Functions Domains And Equation Solving
Functions are the fundamental building blocks of mathematics, mapping inputs to outputs according to specific rules. Understanding the behavior of different types of functions is crucial in various fields, from calculus and analysis to computer science and engineering. In this article, we will delve into the properties of several functions, including logarithmic, square root, polynomial, exponential, and reciprocal functions. We will explore their domains, which define the set of permissible input values, and how to solve equations involving these functions. Understanding the domain of a function is paramount as it dictates the values for which the function is valid and produces meaningful outputs. Let's consider the following functions:
- f(x) = (1/3)log₃(1/4) + log₃(x)
- g(x) = √((x-3)²)
- h(x) = 5x - 2x²
- r(x) = 2^(3x+1) - 2^(x-2)
- l(x) = 1/√(x)
We will explore the domain of each function and solve equations involving them, providing a comprehensive understanding of their behavior and properties.
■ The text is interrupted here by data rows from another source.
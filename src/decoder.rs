// Copyright (c) 2023 Huawei Device Co., Ltd.
// Licensed under the Apache License, Version 2.0 (the "License");
// you may not use this file except in compliance with the License.
// You may obtain a copy of the License at
//
//     http://www.apache.org/licenses/LICENSE-2.0
//
// Unless required by applicable law or agreed to in writing, software
// distributed under the License is distributed on an "AS IS" BASIS,
// WITHOUT WARRANTIES OR CONDITIONS OF ANY KIND, either express or implied.
// See the License for the specific language governing permissions and
// limitations under the License.

use crate::error::{ErrorKind, HpackError};
use crate::representation::{Name, ReprDecoder, Representation};
use crate::table::{static_table, Header, IndexTable};
use crate::util::bytes::ByteCursor;

/// Decoder implementation of [`HPACK`].
///
/// [`HPACK`]: https://httpwg.org/specs/rfc7541.html
///
/// Owns the decode-side dynamic table and mirrors the insertions that the
/// remote encoder announced through incremental-indexing representations.
/// The table needs no reverse indexes; the decoder only resolves indices to
/// entries.
pub struct HpackDecoder {
    pub(crate) table: IndexTable,
    never_indexed: bool,
}

impl HpackDecoder {
    /// Creates a decoder whose dynamic table is bounded by
    /// `max_table_size` octets.
    pub fn new(max_table_size: usize) -> Self {
        Self {
            table: IndexTable::with_options(max_table_size, static_table().end_index(), false),
            never_indexed: false,
        }
    }

    /// Decodes at most one header field from the cursor.
    ///
    /// Returns `Ok(Some(header))` with the cursor advanced past exactly one
    /// representation, or `Ok(None)` when the input ends mid-representation;
    /// in that case the cursor is rewound to where the call found it and no
    /// table state has changed, so the caller can retry with more input.
    ///
    /// On `Err` the byte stream is malformed. The compression context is no
    /// longer synchronized with the peer and the surrounding connection must
    /// be torn down; neither the cursor position nor the dynamic table is
    /// meaningful afterwards.
    pub fn decode(&mut self, src: &mut ByteCursor<'_>) -> Result<Option<Header>, HpackError> {
        let mark = src.position();
        let repr = match ReprDecoder::new(src).decode() {
            Ok(Some(repr)) => repr,
            Ok(None) => {
                src.rewind(mark);
                return Ok(None);
            }
            Err(e) => return Err(e),
        };

        self.never_indexed = matches!(repr, Representation::LiteralNeverIndexed { .. });
        match repr {
            Representation::Indexed { index } => {
                let header = self
                    .header_at(index)
                    .ok_or(HpackError::from(ErrorKind::InvalidIndex))?;
                Ok(Some(header.clone()))
            }
            Representation::LiteralWithIndexing { name, value } => {
                let header = self.resolve_literal(name, value)?;
                self.table.add_header(header.clone());
                Ok(Some(header))
            }
            Representation::LiteralWithoutIndexing { name, value }
            | Representation::LiteralNeverIndexed { name, value } => {
                Ok(Some(self.resolve_literal(name, value)?))
            }
            // RFC7541-4.2 requires acknowledging size changes signalled
            // through SETTINGS; this codec never shrinks its table, so the
            // instruction cannot be honored.
            Representation::SizeUpdate => Err(ErrorKind::UnsupportedSizeUpdate.into()),
        }
    }

    /// Whether the most recently decoded header field arrived in the
    /// never-indexed form. Proxies must re-encode such fields with
    /// [`IndexPolicy::NeverIndexed`](crate::IndexPolicy::NeverIndexed).
    pub fn is_never_indexed(&self) -> bool {
        self.never_indexed
    }

    /// Materializes a literal representation's header, resolving an indexed
    /// name through the tables.
    fn resolve_literal(&self, name: Name, value: Vec<u8>) -> Result<Header, HpackError> {
        let name = match name {
            Name::Index(index) => self
                .header_at(index)
                .ok_or(HpackError::from(ErrorKind::InvalidIndex))?
                .name
                .clone(),
            Name::Literal(octets) => octets,
        };
        Ok(Header { name, value })
    }

    /// Resolves an external index against the shared static/dynamic index
    /// address space.
    fn header_at(&self, index: usize) -> Option<&Header> {
        if index >= self.table.start_index() {
            self.table.header_at(index)
        } else {
            static_table().header_at(index)
        }
    }
}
1.1 Write down Df, the domain of f, and then solve
The domain of a function, denoted as Df, is the set of all possible input values (x-values) for which the function produces a real and defined output. Determining the domain involves identifying any restrictions on the input values, such as division by zero, square roots of negative numbers, or logarithms of non-positive numbers. For the function f(x) = (1/3)log₃(1/4) + log₃(x), we need to consider the logarithmic term. Logarithms are only defined for positive arguments. Therefore, the argument of the logarithm, which is x in this case, must be greater than zero. This restriction defines the domain of the function f(x). To find the domain, we set the argument of the logarithm to be greater than zero:
x > 0
Thus, the domain of f(x), denoted as Df, is the set of all positive real numbers. This can be expressed in interval notation as:
Df = (0, ∞)
To further illustrate this, consider the properties of logarithmic functions. The logarithm of a number represents the exponent to which the base must be raised to obtain that number. For example, log₃(9) = 2 because 3² = 9. However, logarithms are undefined for non-positive numbers because there is no exponent to which the base can be raised to obtain a non-positive result. This fundamental property of logarithms dictates the domain restriction for f(x).
Now, let's consider solving equations involving f(x). To solve an equation of the form f(x) = y, where y is a constant, we need to isolate x. This involves using the properties of logarithms to simplify the equation and express x in terms of y. For example, if we want to solve f(x) = 0, we would set the function equal to zero and proceed as follows:
(1/3)log₃(1/4) + log₃(x) = 0
To solve this equation, we first isolate the logarithmic terms. We can rewrite the equation as:
log₃(x) = -(1/3)log₃(1/4)
Using the property of logarithms that allows us to move a constant multiplier inside the logarithm as an exponent, we get:
log₃(x) = log₃((1/4)^(-1/3))
Since the logarithms are equal, their arguments must be equal as well:
x = (1/4)^(-1/3)
Simplifying the expression, we find:
x = 4^(1/3)
Thus, the solution to the equation f(x) = 0 is x = 4^(1/3), which is the cube root of 4. This solution lies within the domain of f(x), as it is a positive real number.
1.2 Solve f(x) = 0
Solving the equation f(x) = 0 involves finding the value(s) of x that make the function equal to zero. This often requires applying algebraic techniques and the properties of the functions involved. In the case of f(x) = (1/3)log₃(1/4) + log₃(x), we are dealing with a logarithmic function. To solve the equation, we will use the properties of logarithms to isolate x. As we determined earlier, the equation f(x) = 0 can be written as:
(1/3)log₃(1/4) + log₃(x) = 0
First, we isolate the logarithmic terms by moving the constant term to the right side of the equation:
log₃(x) = -(1/3)log₃(1/4)
Next, we use the power rule of logarithms, which states that logₐ(bⁿ) = nlogₐ(b), to simplify the right side of the equation. We move the -1/3 coefficient into the logarithm as an exponent:
log₃(x) = log₃((1/4)^(-1/3))
Now, we have logarithms with the same base on both sides of the equation. Since the logarithmic function is one-to-one, if logₐ(b) = logₐ(c), then b = c. Therefore, we can equate the arguments of the logarithms:
x = (1/4)^(-1/3)
To simplify the expression (1/4)^(-1/3), we first address the negative exponent. A negative exponent indicates the reciprocal of the base raised to the positive exponent. So, (1/4)^(-1/3) is the same as 4^(1/3). The exponent 1/3 represents the cube root. Therefore, we have:
x = 4^(1/3)
This means x is the cube root of 4. We can write this as:
x = ³√4
To approximate this value, we can use a calculator. The cube root of 4 is approximately 1.5874. Since this value is positive, it lies within the domain of f(x), which we determined earlier to be (0, ∞). Therefore, the solution x = ³√4 is a valid solution to the equation f(x) = 0.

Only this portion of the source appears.